» What to do
Copy out every line of the data where the word "response" is found.

====

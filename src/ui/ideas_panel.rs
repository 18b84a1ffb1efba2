//! Ideas/goals panel: inline add/edit, two-step delete, swap-with-main-text
//! and drag-and-drop reordering with a transient preview.

use eframe::egui;

use crate::config::settings::Settings;
use crate::ideas::{DragState, IdeasList};
use crate::ui::hex_color;

pub enum IdeasAction {
    Add(String),
    Edit { id: String, text: String },
    RequestDelete(String),
    CancelDelete,
    ConfirmDelete,
    Reorder { from: usize, to: usize },
    SwapWithMainText(String),
    ToggleVisibility,
}

/// Drag payload: the committed index of the row being dragged.
#[derive(Clone, Copy)]
struct DragPayload(usize);

#[derive(Default)]
pub struct IdeasPanel {
    input_text: String,
    show_input: bool,
    editing_id: Option<String>,
    edit_text: String,
    original_edit_text: String,
    drag: DragState,
}

impl IdeasPanel {
    pub fn show(
        &mut self,
        ui: &mut egui::Ui,
        list: &IdeasList,
        visible: bool,
        settings: &Settings,
    ) -> Option<IdeasAction> {
        let text_color = hex_color(&settings.main_text_color, egui::Color32::WHITE);
        let main_text_empty = settings.text.trim().is_empty();

        if !visible {
            let mut action = None;
            ui.vertical_centered(|ui| {
                if ui
                    .link(egui::RichText::new("Ideas/Goals").small().color(text_color))
                    .clicked()
                {
                    action = Some(IdeasAction::ToggleVisibility);
                }
            });
            return action;
        }

        let mut action = None;
        egui::Frame::group(ui.style())
            .fill(egui::Color32::from_black_alpha(40))
            .show(ui, |ui| {
                ui.set_width(480.0);

                if list.is_empty() {
                    ui.vertical_centered(|ui| {
                        ui.add_space(12.0);
                        ui.label(
                            egui::RichText::new("No ideas/goals yet. Click \"add\" below to add one!")
                                .small()
                                .color(text_color.gamma_multiply(0.6)),
                        );
                        ui.add_space(12.0);
                    });
                } else {
                    egui::ScrollArea::vertical()
                        .max_height(140.0)
                        .auto_shrink([false, true])
                        .show(ui, |ui| {
                            if let Some(a) = self.show_rows(ui, list, main_text_empty, text_color) {
                                action = Some(a);
                            }
                        });
                }

                if let Some(a) = self.show_controls(ui, text_color) {
                    action = Some(a);
                }
            });

        action
    }

    fn show_rows(
        &mut self,
        ui: &mut egui::Ui,
        list: &IdeasList,
        main_text_empty: bool,
        text_color: egui::Color32,
    ) -> Option<IdeasAction> {
        let mut action = None;
        let draggable = list.len() > 1;
        let display_order = self.drag.preview(list.ideas());
        let mut hovered_row = None;

        for (row_index, idea) in display_order.into_iter().enumerate() {
            // Drag payloads carry committed indices, not preview positions.
            let committed_index = list
                .ideas()
                .iter()
                .position(|i| i.id == idea.id)
                .unwrap_or(row_index);
            let is_dragged = self.drag.source == Some(committed_index) && self.drag.is_active();

            let row = ui
                .horizontal(|ui| {
                    if self.editing_id.as_deref() == Some(idea.id.as_str()) {
                        self.show_edit_row(ui, &idea.id, text_color, &mut action);
                    } else {
                        self.show_view_row(
                            ui,
                            idea,
                            committed_index,
                            draggable,
                            is_dragged,
                            main_text_empty,
                            list,
                            text_color,
                            &mut action,
                        );
                    }
                })
                .response;

            if draggable {
                if row.dnd_hover_payload::<DragPayload>().is_some() {
                    hovered_row = Some(row_index);
                }
                if let Some(payload) = row.dnd_release_payload::<DragPayload>() {
                    if payload.0 != row_index {
                        action = Some(IdeasAction::Reorder {
                            from: payload.0,
                            to: row_index,
                        });
                    }
                }
            }
        }

        // The preview tracks the live payload; when the gesture ends without
        // a drop the payload vanishes and the committed order shows again.
        match egui::DragAndDrop::payload::<DragPayload>(ui.ctx()) {
            Some(payload) => {
                self.drag.source = Some(payload.0);
                self.drag.hover = hovered_row;
            }
            None => self.drag.clear(),
        }

        action
    }

    fn show_edit_row(
        &mut self,
        ui: &mut egui::Ui,
        id: &str,
        text_color: egui::Color32,
        action: &mut Option<IdeasAction>,
    ) {
        let response = ui.add(
            egui::TextEdit::singleline(&mut self.edit_text)
                .desired_width(340.0)
                .text_color(text_color),
        );
        let enter = response.lost_focus() && ui.input(|i| i.key_pressed(egui::Key::Enter));
        let escape = ui.input(|i| i.key_pressed(egui::Key::Escape));

        let mut save = ui.small_button("✔").on_hover_text("Save").clicked();
        let cancel = ui.small_button("✖").on_hover_text("Cancel").clicked();
        save |= enter;

        if save && !self.edit_text.trim().is_empty() {
            *action = Some(IdeasAction::Edit {
                id: id.to_string(),
                text: self.edit_text.clone(),
            });
            self.stop_editing();
        } else if cancel || escape {
            self.stop_editing();
        } else if response.lost_focus()
            && !enter
            && self.edit_text.trim() == self.original_edit_text.trim()
        {
            // Blur without changes cancels; with changes the edit stays open.
            self.stop_editing();
        }
    }

    #[allow(clippy::too_many_arguments)]
    fn show_view_row(
        &mut self,
        ui: &mut egui::Ui,
        idea: &crate::ideas::Idea,
        committed_index: usize,
        draggable: bool,
        is_dragged: bool,
        main_text_empty: bool,
        list: &IdeasList,
        text_color: egui::Color32,
        action: &mut Option<IdeasAction>,
    ) {
        if draggable {
            ui.dnd_drag_source(
                egui::Id::new(("idea_drag", idea.id.as_str())),
                DragPayload(committed_index),
                |ui| {
                    ui.label(
                        egui::RichText::new("⠿")
                            .small()
                            .color(text_color.gamma_multiply(0.5)),
                    );
                },
            );
        }

        let label_color = if is_dragged {
            text_color.gamma_multiply(0.3)
        } else {
            text_color
        };
        let label = ui
            .label(egui::RichText::new(&idea.text).color(label_color))
            .on_hover_text("Double-click to edit");
        if label.double_clicked() {
            self.start_editing(idea);
        }

        ui.with_layout(egui::Layout::right_to_left(egui::Align::Center), |ui| {
            if list.pending_delete() == Some(idea.id.as_str()) {
                if ui.small_button("✖").on_hover_text("Cancel delete").clicked() {
                    *action = Some(IdeasAction::CancelDelete);
                }
                if ui.small_button("✔").on_hover_text("Confirm delete").clicked() {
                    *action = Some(IdeasAction::ConfirmDelete);
                }
            } else {
                if ui.small_button("🗑").on_hover_text("Delete").clicked() {
                    *action = Some(IdeasAction::RequestDelete(idea.id.clone()));
                }
                if ui.small_button("✏").on_hover_text("Edit").clicked() {
                    self.start_editing(idea);
                }
                let hint = swap_hint(main_text_empty);
                if ui.small_button("↗").on_hover_text(hint).clicked() {
                    *action = Some(IdeasAction::SwapWithMainText(idea.id.clone()));
                }
            }
        });
    }

    fn show_controls(
        &mut self,
        ui: &mut egui::Ui,
        text_color: egui::Color32,
    ) -> Option<IdeasAction> {
        let mut action = None;

        if self.show_input {
            ui.horizontal(|ui| {
                let response = ui.add(
                    egui::TextEdit::singleline(&mut self.input_text)
                        .hint_text("add an idea...")
                        .desired_width(380.0)
                        .text_color(text_color),
                );
                let enter = response.lost_focus() && ui.input(|i| i.key_pressed(egui::Key::Enter));

                let mut save = false;
                if !self.input_text.trim().is_empty() {
                    save = ui.small_button("✔").on_hover_text("Save idea").clicked();
                }
                save |= enter && !self.input_text.trim().is_empty();

                if save {
                    action = Some(IdeasAction::Add(self.input_text.clone()));
                    self.input_text.clear();
                    self.show_input = false;
                } else if ui.small_button("✖").on_hover_text("Cancel").clicked() {
                    self.input_text.clear();
                    self.show_input = false;
                }
            });
        } else {
            ui.with_layout(egui::Layout::right_to_left(egui::Align::Center), |ui| {
                if ui
                    .link(egui::RichText::new("hide").small().color(text_color.gamma_multiply(0.6)))
                    .clicked()
                {
                    action = Some(IdeasAction::ToggleVisibility);
                }
                if ui
                    .link(egui::RichText::new("add").small().color(text_color.gamma_multiply(0.6)))
                    .clicked()
                {
                    self.show_input = true;
                }
            });
        }

        action
    }

    fn start_editing(&mut self, idea: &crate::ideas::Idea) {
        self.editing_id = Some(idea.id.clone());
        self.edit_text = idea.text.clone();
        self.original_edit_text = idea.text.clone();
    }

    fn stop_editing(&mut self) {
        self.editing_id = None;
        self.edit_text.clear();
        self.original_edit_text.clear();
    }
}

/// An empty main text means the swap only promotes the idea, so the hover
/// hint says what will actually happen.
fn swap_hint(main_text_empty: bool) -> &'static str {
    if main_text_empty {
        "Use as main text"
    } else {
        "Swap with main text"
    }
}

#[cfg(test)]
mod tests {
    use super::*;

    #[test]
    fn test_swap_hint_reflects_empty_main_text() {
        assert_eq!(swap_hint(true), "Use as main text");
        assert_eq!(swap_hint(false), "Swap with main text");
    }
}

====

» Task output
                .response;
        let response = ui.add(
        let enter = response.lost_focus() && ui.input(|i| i.key_pressed(egui::Key::Enter));
        } else if response.lost_focus()
                let response = ui.add(
                let enter = response.lost_focus() && ui.input(|i| i.key_pressed(egui::Key::Enter));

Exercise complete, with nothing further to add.